Exercise requirements =
Line by line, reproduce exactly the beginning of the listing below, ending with the line that contains "pub trait WebhookLogRepository" and adding nothing.

Exercise data =
use anyhow::Result;
use async_trait::async_trait;
use chrono::{DateTime, Utc};
use mockall::automock;
use uuid::Uuid;

use crate::domain::{
    entities::webhook_logs::{InsertWebhookLogEntity, WebhookLogEntity},
    value_objects::webhooks::{DeliveryOutcome, WebhookLogStatus},
};

#[automock]
#[async_trait]
pub trait WebhookLogRepository {
    async fn create_attempt(&self, log: InsertWebhookLogEntity) -> Result<WebhookLogEntity>;
    async fn record_outcome(&self, log_id: Uuid, outcome: DeliveryOutcome) -> Result<()>;
    /// Increments `attempts`, stamps `last_attempt_at` and records the endpoint before a redelivery.
    async fn begin_retry(
        &self,
        log_id: Uuid,
        webhook_url: String,
        attempted_at: DateTime<Utc>,
    ) -> Result<WebhookLogEntity>;
    async fn find_by_id(&self, log_id: Uuid) -> Result<Option<WebhookLogEntity>>;
    async fn list_for_qr_code(
        &self,
        qr_code_id: Uuid,
        status: Option<WebhookLogStatus>,
        limit: i64,
        offset: i64,
    ) -> Result<(Vec<WebhookLogEntity>, i64)>;
    /// Failed deliveries that are due at `now` (`last_attempt_at + 2^attempts minutes`), have
    /// fewer than `max_attempts` attempts and whose QR code still has a webhook, oldest first.
    async fn list_retryable(
        &self,
        max_attempts: i32,
        now: DateTime<Utc>,
        limit: i64,
    ) -> Result<Vec<WebhookLogEntity>>;
}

Answer to this exercise =
use anyhow::Result;
use async_trait::async_trait;
use chrono::{DateTime, Utc};
use mockall::automock;
use uuid::Uuid;

use crate::domain::{
    entities::webhook_logs::{InsertWebhookLogEntity, WebhookLogEntity},
    value_objects::webhooks::{DeliveryOutcome, WebhookLogStatus},
};

#[automock]
#[async_trait]
pub trait WebhookLogRepository {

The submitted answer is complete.